Les ressources se faisant rares, le personnel enseignant se fait plutôt proposer des méthodes pédagogiques. L’imposition d’approches, de méthodes, de modes, de tâches et de contenus supplémentaires vient consigner le non-respect de leur expertise et de leur jugement. Cela provoque une perte de leur sentiment de compétence. Les enseignantes et enseignants se sentent alors davantage comme des exécutants que comme des professionnels de la pédagogie.

D’ailleurs, les résultats de la consultation de la FSE-CSQ démontrent clairement que l’autonomie professionnelle est importante à leurs yeux. De façon quasi unanime, les personnes qui ont répondu au sondage ont mentionné souhaiter que les moyens retenus pour atteindre les objectifs et les cibles des projets éducatifs respectent leur autonomie quant aux choix des approches et des méthodes pédagogiques à utiliser.

« Si la valorisation de la profession enseignante passe par de meilleures conditions salariales, elle passe aussi grandement par le respect de l’expertise et du jugement professionnel », estiment Annick et Karine. Les deux enseignantes sont également unanimes : le soutien, l’écoute, la compréhension et le respect de la direction d’école à l’égard de leurs compétences font toute la différence. Les relations de travail à l’école et avec la commission scolaire doivent aussi être humaines et respectueuses.

La valorisation de la profession enseignante doit s’accompagner de meilleures conditions d’enseignement qui, elles, auront pour effet de donner le temps et une bouffée d’air aux enseignantes et enseignants pour mieux accompagner leurs élèves et ainsi favoriser réellement leur réussite éducative.

« Avant, j’enseignais à des groupes. Maintenant, j’enseigne aux individus qui composent mes groupes.

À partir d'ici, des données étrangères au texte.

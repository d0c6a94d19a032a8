// SPDX-License-Identifier: BUSL-1.1
// Copyright (c) 2026 Alfred Jean LLC

//! Cache of live storage engines
//!
//! One `LocalFile` per logical file must stay live while any caller holds
//! it, or its in-memory change log and scheduled flushes would be lost.
//! The cache owns engines strongly and hands out pinning handles: an entry
//! with outstanding handles is never evicted, and unpinned entries are
//! evicted least-recently-used once the cache is over capacity.

use crate::file::LocalFile;
use std::collections::HashMap;
use std::ops::Deref;
use std::sync::{Arc, Mutex, MutexGuard};

struct Entry {
    file: Arc<LocalFile>,
    pins: usize,
    last_used: u64,
}

struct CacheState {
    entries: HashMap<String, Entry>,
    tick: u64,
}

struct Shared {
    capacity: usize,
    state: Mutex<CacheState>,
}

impl Shared {
    fn state(&self) -> MutexGuard<'_, CacheState> {
        match self.state.lock() {
            Ok(guard) => guard,
            Err(poisoned) => poisoned.into_inner(),
        }
    }

    /// Evict unpinned entries, least recently used first, until the cache
    /// is back within capacity. Pinned entries are untouchable, so the
    /// cache may transiently hold more than `capacity` engines.
    fn evict_excess(&self, state: &mut CacheState) {
        while state.entries.len() > self.capacity {
            let victim = state
                .entries
                .iter()
                .filter(|(_, entry)| entry.pins == 0)
                .min_by_key(|(_, entry)| entry.last_used)
                .map(|(key, _)| key.clone());
            let Some(key) = victim else { break };
            state.entries.remove(&key);
            tracing::debug!(file = %key, "evicted idle storage engine");
        }
    }
}

/// Pinned-LRU cache of `LocalFile` instances, keyed by file identifier.
///
/// Cloning the cache clones a shared reference to one arena.
#[derive(Clone)]
pub struct FileCache {
    shared: Arc<Shared>,
}

impl FileCache {
    pub fn new(capacity: usize) -> Self {
        Self {
            shared: Arc::new(Shared {
                capacity: capacity.max(1),
                state: Mutex::new(CacheState {
                    entries: HashMap::new(),
                    tick: 0,
                }),
            }),
        }
    }

    /// The cached engine for `key`, or the one `factory` builds.
    ///
    /// The returned handle pins the entry for as long as it is alive.
    pub fn resolve_or_add(
        &self,
        key: &str,
        factory: impl FnOnce() -> Arc<LocalFile>,
    ) -> FileHandle {
        let mut state = self.shared.state();
        state.tick += 1;
        let tick = state.tick;

        let file = match state.entries.get_mut(key) {
            Some(entry) => {
                entry.pins += 1;
                entry.last_used = tick;
                Arc::clone(&entry.file)
            }
            None => {
                let file = factory();
                state.entries.insert(
                    key.to_string(),
                    Entry {
                        file: Arc::clone(&file),
                        pins: 1,
                        last_used: tick,
                    },
                );
                self.shared.evict_excess(&mut state);
                file
            }
        };
        drop(state);

        FileHandle {
            key: key.to_string(),
            file,
            shared: Arc::clone(&self.shared),
        }
    }

    /// The cached engine for `key`, without building a missing one
    pub fn get(&self, key: &str) -> Option<FileHandle> {
        let mut state = self.shared.state();
        state.tick += 1;
        let tick = state.tick;

        let entry = state.entries.get_mut(key)?;
        entry.pins += 1;
        entry.last_used = tick;
        let file = Arc::clone(&entry.file);
        drop(state);

        Some(FileHandle {
            key: key.to_string(),
            file,
            shared: Arc::clone(&self.shared),
        })
    }

    pub fn len(&self) -> usize {
        self.shared.state().entries.len()
    }

    pub fn is_empty(&self) -> bool {
        self.len() == 0
    }
}

/// A pinning reference to a cached `LocalFile`.
///
/// Derefs to the engine; dropping the last handle for an entry makes it
/// evictable again.
pub struct FileHandle {
    key: String,
    file: Arc<LocalFile>,
    shared: Arc<Shared>,
}

impl FileHandle {
    pub fn key(&self) -> &str {
        &self.key
    }

    /// The underlying engine, for callers that need to move it into a task
    pub fn file(&self) -> &Arc<LocalFile> {
        &self.file
    }
}

impl Deref for FileHandle {
    type Target = LocalFile;

    fn deref(&self) -> &LocalFile {
        &self.file
    }
}

impl Clone for FileHandle {
    fn clone(&self) -> Self {
        let mut state = self.shared.state();
        if let Some(entry) = state.entries.get_mut(&self.key) {
            entry.pins += 1;
        }
        drop(state);
        Self {
            key: self.key.clone(),
            file: Arc::clone(&self.file),
            shared: Arc::clone(&self.shared),
        }
    }
}

impl Drop for FileHandle {
    fn drop(&mut self) {
        let mut state = self.shared.state();
        if let Some(entry) = state.entries.get_mut(&self.key) {
            entry.pins = entry.pins.saturating_sub(1);
        }
        self.shared.evict_excess(&mut state);
    }
}

#[cfg(test)]
#[path = "cache_tests.rs"]
mod tests;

J’enseigne donc de façon différente à 120 élèves »
- Annick, enseignante au secondaire

Avec la récente annonce du ministre de l’Éducation et de l’Enseignement supérieur concernant l’ajout de deux récréations obligatoires de 20 minutes par jour, il y a lieu de se questionner : le réflexe de toujours demander plus aux enseignantes et aux enseignants, et ce, sans les consulter finira-t-il par s’amenuiser?

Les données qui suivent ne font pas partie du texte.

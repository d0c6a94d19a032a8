// SPDX-License-Identifier: BUSL-1.1
// Copyright (c) 2026 Alfred Jean LLC

use super::*;
use crate::blob::Blob;

#[test]
fn path_and_blob_ids_are_distinct() {
    let path_id = StorageId::from(StoragePath::new("/x").unwrap());
    let blob_id = StorageId::from(Blob::new("/x").hash());
    assert_ne!(path_id, blob_id);
}

#[test]
fn display_marks_blob_ids() {
    let path_id = StorageId::from(StoragePath::new("/doc/title").unwrap());
    assert_eq!(path_id.to_string(), "/doc/title");
    let blob_id = StorageId::from(Blob::new("abc").hash());
    assert!(blob_id.to_string().starts_with("blob:"));
}

#[test]
fn rev_num_next_increments() {
    assert_eq!(RevNum(0).next(), RevNum(1));
    assert_eq!(RevNum(41).next().value(), 42);
}

#[test]
fn rev_num_orders_numerically() {
    assert!(RevNum(2) < RevNum(10));
    assert_eq!(RevNum::default(), RevNum(0));
}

Dans le cas contraire, il y a fort à parier que le personnel enseignant continuera de sentir qu’il porte l’école à bout de bras.


1 Karine est enseignante au primaire et Annick au secondaire dans des écoles de la grande région de Québec. Pour pouvoir s’exprimer librement, toutes deux ont requis l’anonymat.
2 Fédération des syndicats de l’enseignement (FSE-CSQ).